--- Source data ---

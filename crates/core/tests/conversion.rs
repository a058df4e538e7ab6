mod common;

use common::{find, resolve};
use jdt_bridge_api::{NodeKind, Prop, Severity, flags};
use jdt_bridge_core::{CompilationUnitResolver, SourceUnit, check_range_invariants};

#[test]
fn test_if_else_with_return_and_throw() {
    let source = "class A { void m(){ if (x) return; else throw new E(); } }";
    let unit = resolve(source);
    let ast = &unit.ast;

    let types: Vec<_> = ast.list(unit.root, Prop::Types).collect();
    assert_eq!(types.len(), 1);
    let method = ast.list(types[0], Prop::BodyDeclarations).next().unwrap();
    assert!(matches!(
        ast.kind(method),
        NodeKind::MethodDeclaration {
            is_constructor: false,
            ..
        }
    ));
    let name = ast.child(method, Prop::Name).unwrap();
    assert_eq!(unit.text(ast.range(name)), Some("m"));

    let body = ast.child(method, Prop::Body).unwrap();
    let statements: Vec<_> = ast.list(body, Prop::Statements).collect();
    assert_eq!(statements.len(), 1);
    let if_stmt = statements[0];
    assert_eq!(ast.kind(if_stmt), &NodeKind::IfStatement);

    let then = ast.child(if_stmt, Prop::ThenStatement).unwrap();
    assert_eq!(ast.kind(then), &NodeKind::ReturnStatement);
    assert!(ast.child(then, Prop::Expression).is_none());

    let otherwise = ast.child(if_stmt, Prop::ElseStatement).unwrap();
    assert_eq!(ast.kind(otherwise), &NodeKind::ThrowStatement);
    let thrown = ast.child(otherwise, Prop::Expression).unwrap();
    assert_eq!(ast.kind(thrown), &NodeKind::ClassInstanceCreation);
    assert_eq!(unit.text(ast.range(thrown)), Some("new E()"));

    assert!(unit.problems().is_empty());
    assert!(check_range_invariants(&unit).is_empty());
}

#[test]
fn test_multi_declarator_field_is_one_declaration() {
    let unit = resolve("class A { int a = 1, b = 2; }");
    let fields = find(&unit, |k| *k == NodeKind::FieldDeclaration);
    assert_eq!(fields.len(), 1);

    let ast = &unit.ast;
    assert_eq!(unit.text(ast.range(fields[0])), Some("int a = 1, b = 2;"));

    let fragments: Vec<_> = ast.list(fields[0], Prop::Fragments).collect();
    let names: Vec<_> = fragments
        .iter()
        .filter_map(|&f| ast.child(f, Prop::Name))
        .filter_map(|n| ast.identifier(n))
        .collect();
    assert_eq!(names, vec!["a", "b"]);

    let texts: Vec<_> = fragments
        .iter()
        .filter_map(|&f| unit.text(ast.range(f)))
        .collect();
    assert_eq!(texts, vec!["a = 1", "b = 2"]);

    let initializers: Vec<_> = fragments
        .iter()
        .filter_map(|&f| ast.child(f, Prop::Initializer))
        .filter_map(|i| unit.text(ast.range(i)))
        .collect();
    assert_eq!(initializers, vec!["1", "2"]);
}

#[test]
fn test_separate_fields_stay_separate() {
    let unit = resolve("class A { int a = 1; int b = 2; }");
    let fields = find(&unit, |k| *k == NodeKind::FieldDeclaration);
    assert_eq!(fields.len(), 2);
    for field in fields {
        assert_eq!(unit.ast.list_len(field, Prop::Fragments), 1);
    }
}

#[test]
fn test_explicit_constructor_calls() {
    let unit = resolve("class A { A(int x) { this(x, 1); } A(int x, int y) { super(); } }");
    let this_calls = find(&unit, |k| *k == NodeKind::ConstructorInvocation);
    assert_eq!(this_calls.len(), 1);
    assert_eq!(unit.ast.list_len(this_calls[0], Prop::Arguments), 2);

    let super_calls = find(&unit, |k| *k == NodeKind::SuperConstructorInvocation);
    assert_eq!(super_calls.len(), 1);
    assert_eq!(unit.ast.list_len(super_calls[0], Prop::Arguments), 0);

    let constructors = find(&unit, |k| {
        matches!(
            k,
            NodeKind::MethodDeclaration {
                is_constructor: true,
                ..
            }
        )
    });
    assert_eq!(constructors.len(), 2);
    for ctor in constructors {
        let name = unit.ast.child(ctor, Prop::Name).unwrap();
        assert_eq!(unit.ast.identifier(name), Some("A"));
    }
}

#[test]
fn test_malformed_source_still_yields_a_tree() {
    let unit = resolve("class A { void m() { int x = 1 } }");
    assert!(!unit.problems().is_empty());
    assert!(unit.problems().iter().any(|p| p.severity == Severity::Error));
    assert_eq!(find(&unit, |k| k.is_type_declaration()).len(), 1);
    assert!(unit.ast.ids().all(|id| unit.ast.flags(id) & flags::ORIGINAL != 0));
}

#[test]
fn test_clean_unit_keeps_ranges_nested() {
    let source = "package p;\nimport java.util.*;\nclass A<T> extends B implements C {\n  T t;\n  void m() { if (t != null) return; else throw new E(); }\n}\n";
    let unit = resolve(source);
    let violations = check_range_invariants(&unit);
    assert!(violations.is_empty(), "{violations:?}");
    assert_eq!(unit.ast.range(unit.root).length, source.len() as i32);
}

#[test]
fn test_doc_comment_is_attached() {
    let source = "class A {\n  /** Doc. */\n  void m() {}\n}\n";
    let unit = resolve(source);
    let method = find(&unit, |k| matches!(k, NodeKind::MethodDeclaration { .. }))[0];
    let javadoc = unit.ast.child(method, Prop::Javadoc).unwrap();
    assert_eq!(unit.text(unit.ast.range(javadoc)), Some("/** Doc. */"));
    assert_eq!(
        unit.ast.range(method).start,
        source.find("/**").unwrap() as i32
    );
    assert_eq!(unit.comments().len(), 1);
}

#[test]
fn test_resolve_all_keeps_input_order() {
    common::init_tracing();
    let resolver = CompilationUnitResolver::default();
    let units: Vec<SourceUnit> = (0..8)
        .map(|i| SourceUnit::new(format!("C{i}.java"), format!("class C{i} {{}}")))
        .collect();
    let results = resolver.resolve_all(&units, &Default::default());
    assert_eq!(results.len(), 8);
    for (i, result) in results.into_iter().enumerate() {
        let unit = result.unwrap();
        assert_eq!(unit.file, format!("C{i}.java"));
        let class = unit.ast.list(unit.root, Prop::Types).next().unwrap();
        let name = unit.ast.child(class, Prop::Name).unwrap();
        assert_eq!(unit.ast.identifier(name), Some(format!("C{i}").as_str()));
    }
}

#[test]
fn test_array_creation_with_open_dimension_keeps_invariants() {
    let source = "class A { int[][] b = new int[3][]; }";
    let unit = resolve(source);
    let violations = check_range_invariants(&unit);
    assert!(violations.is_empty(), "{violations:?}");

    let creation = find(&unit, |k| *k == NodeKind::ArrayCreation)[0];
    let ty = unit.ast.child(creation, Prop::Type).unwrap();
    assert_eq!(unit.text(unit.ast.range(ty)), Some("int[3][]"));
    assert_eq!(unit.ast.list_len(ty, Prop::Dimensions), 2);
    let dims: Vec<_> = unit.ast.list(creation, Prop::Dimensions).collect();
    assert_eq!(dims.len(), 1);
    assert_eq!(unit.text(unit.ast.range(dims[0])), Some("3"));
}

#[test]
fn test_module_declaration_is_reported() {
    let unit = resolve("module m { }");
    assert!(unit.ast.list(unit.root, Prop::Types).next().is_none());
    assert!(unit.problems().iter().any(|p| p.severity == Severity::Error));
}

---

◆ **What the task requires**:
Give back every record exactly.

◆ **Answer section**:
filename crates/core/tests/conversion.rs
repository a058df4e538e7ab6
mod common;

use common::{find, resolve};
use jdt_bridge_api::{NodeKind, Prop, Severity, flags};
use jdt_bridge_core::{CompilationUnitResolver, SourceUnit, check_range_invariants};

#[test]
fn test_if_else_with_return_and_throw() {
    let source = "class A { void m(){ if (x) return; else throw new E(); } }";
    let unit = resolve(source);
    let ast = &unit.ast;

    let types: Vec<_> = ast.list(unit.root, Prop::Types).collect();
    assert_eq!(types.len(), 1);
    let method = ast.list(types[0], Prop::BodyDeclarations).next().unwrap();
    assert!(matches!(
        ast.kind(method),
        NodeKind::MethodDeclaration {
            is_constructor: false,
            ..
        }
    ));
    let name = ast.child(method, Prop::Name).unwrap();
    assert_eq!(unit.text(ast.range(name)), Some("m"));

    let body = ast.child(method, Prop::Body).unwrap();
    let statements: Vec<_> = ast.list(body, Prop::Statements).collect();
    assert_eq!(statements.len(), 1);
    let if_stmt = statements[0];
    assert_eq!(ast.kind(if_stmt), &NodeKind::IfStatement);

    let then = ast.child(if_stmt, Prop::ThenStatement).unwrap();
    assert_eq!(ast.kind(then), &NodeKind::ReturnStatement);
    assert!(ast.child(then, Prop::Expression).is_none());

    let otherwise = ast.child(if_stmt, Prop::ElseStatement).unwrap();
    assert_eq!(ast.kind(otherwise), &NodeKind::ThrowStatement);
    let thrown = ast.child(otherwise, Prop::Expression).unwrap();
    assert_eq!(ast.kind(thrown), &NodeKind::ClassInstanceCreation);
    assert_eq!(unit.text(ast.range(thrown)), Some("new E()"));

    assert!(unit.problems().is_empty());
    assert!(check_range_invariants(&unit).is_empty());
}

#[test]
fn test_multi_declarator_field_is_one_declaration() {
    let unit = resolve("class A { int a = 1, b = 2; }");
    let fields = find(&unit, |k| *k == NodeKind::FieldDeclaration);
    assert_eq!(fields.len(), 1);

    let ast = &unit.ast;
    assert_eq!(unit.text(ast.range(fields[0])), Some("int a = 1, b = 2;"));

    let fragments: Vec<_> = ast.list(fields[0], Prop::Fragments).collect();
    let names: Vec<_> = fragments
        .iter()
        .filter_map(|&f| ast.child(f, Prop::Name))
        .filter_map(|n| ast.identifier(n))
        .collect();
    assert_eq!(names, vec!["a", "b"]);

    let texts: Vec<_> = fragments
        .iter()
        .filter_map(|&f| unit.text(ast.range(f)))
        .collect();
    assert_eq!(texts, vec!["a = 1", "b = 2"]);

    let initializers: Vec<_> = fragments
        .iter()
        .filter_map(|&f| ast.child(f, Prop::Initializer))
        .filter_map(|i| unit.text(ast.range(i)))
        .collect();
    assert_eq!(initializers, vec!["1", "2"]);
}

#[test]
fn test_separate_fields_stay_separate() {
    let unit = resolve("class A { int a = 1; int b = 2; }");
    let fields = find(&unit, |k| *k == NodeKind::FieldDeclaration);
    assert_eq!(fields.len(), 2);
    for field in fields {
        assert_eq!(unit.ast.list_len(field, Prop::Fragments), 1);
    }
}

#[test]
fn test_explicit_constructor_calls() {
    let unit = resolve("class A { A(int x) { this(x, 1); } A(int x, int y) { super(); } }");
    let this_calls = find(&unit, |k| *k == NodeKind::ConstructorInvocation);
    assert_eq!(this_calls.len(), 1);
    assert_eq!(unit.ast.list_len(this_calls[0], Prop::Arguments), 2);

    let super_calls = find(&unit, |k| *k == NodeKind::SuperConstructorInvocation);
    assert_eq!(super_calls.len(), 1);
    assert_eq!(unit.ast.list_len(super_calls[0], Prop::Arguments), 0);

    let constructors = find(&unit, |k| {
        matches!(
            k,
            NodeKind::MethodDeclaration {
                is_constructor: true,
                ..
            }
        )
    });
    assert_eq!(constructors.len(), 2);
    for ctor in constructors {
        let name = unit.ast.child(ctor, Prop::Name).unwrap();
        assert_eq!(unit.ast.identifier(name), Some("A"));
    }
}

#[test]
fn test_malformed_source_still_yields_a_tree() {
    let unit = resolve("class A { void m() { int x = 1 } }");
    assert!(!unit.problems().is_empty());
    assert!(unit.problems().iter().any(|p| p.severity == Severity::Error));
    assert_eq!(find(&unit, |k| k.is_type_declaration()).len(), 1);
    assert!(unit.ast.ids().all(|id| unit.ast.flags(id) & flags::ORIGINAL != 0));
}

#[test]
fn test_clean_unit_keeps_ranges_nested() {
    let source = "package p;\nimport java.util.*;\nclass A<T> extends B implements C {\n  T t;\n  void m() { if (t != null) return; else throw new E(); }\n}\n";
    let unit = resolve(source);
    let violations = check_range_invariants(&unit);
    assert!(violations.is_empty(), "{violations:?}");
    assert_eq!(unit.ast.range(unit.root).length, source.len() as i32);
}

#[test]
fn test_doc_comment_is_attached() {
    let source = "class A {\n  /** Doc. */\n  void m() {}\n}\n";
    let unit = resolve(source);
    let method = find(&unit, |k| matches!(k, NodeKind::MethodDeclaration { .. }))[0];
    let javadoc = unit.ast.child(method, Prop::Javadoc).unwrap();
    assert_eq!(unit.text(unit.ast.range(javadoc)), Some("/** Doc. */"));
    assert_eq!(
        unit.ast.range(method).start,
        source.find("/**").unwrap() as i32
    );
    assert_eq!(unit.comments().len(), 1);
}

#[test]
fn test_resolve_all_keeps_input_order() {
    common::init_tracing();
    let resolver = CompilationUnitResolver::default();
    let units: Vec<SourceUnit> = (0..8)
        .map(|i| SourceUnit::new(format!("C{i}.java"), format!("class C{i} {{}}")))
        .collect();
    let results = resolver.resolve_all(&units, &Default::default());
    assert_eq!(results.len(), 8);
    for (i, result) in results.into_iter().enumerate() {
        let unit = result.unwrap();
        assert_eq!(unit.file, format!("C{i}.java"));
        let class = unit.ast.list(unit.root, Prop::Types).next().unwrap();
        let name = unit.ast.child(class, Prop::Name).unwrap();
        assert_eq!(unit.ast.identifier(name), Some(format!("C{i}").as_str()));
    }
}

#[test]
fn test_array_creation_with_open_dimension_keeps_invariants() {
    let source = "class A { int[][] b = new int[3][]; }";
    let unit = resolve(source);
    let violations = check_range_invariants(&unit);
    assert!(violations.is_empty(), "{violations:?}");

    let creation = find(&unit, |k| *k == NodeKind::ArrayCreation)[0];
    let ty = unit.ast.child(creation, Prop::Type).unwrap();
    assert_eq!(unit.text(unit.ast.range(ty)), Some("int[3][]"));
    assert_eq!(unit.ast.list_len(ty, Prop::Dimensions), 2);
    let dims: Vec<_> = unit.ast.list(creation, Prop::Dimensions).collect();
    assert_eq!(dims.len(), 1);
    assert_eq!(unit.text(unit.ast.range(dims[0])), Some("3"));
}

#[test]
fn test_module_declaration_is_reported() {
    let unit = resolve("module m { }");
    assert!(unit.ast.list(unit.root, Prop::Types).next().is_none());
    assert!(unit.problems().iter().any(|p| p.severity == Severity::Error));
}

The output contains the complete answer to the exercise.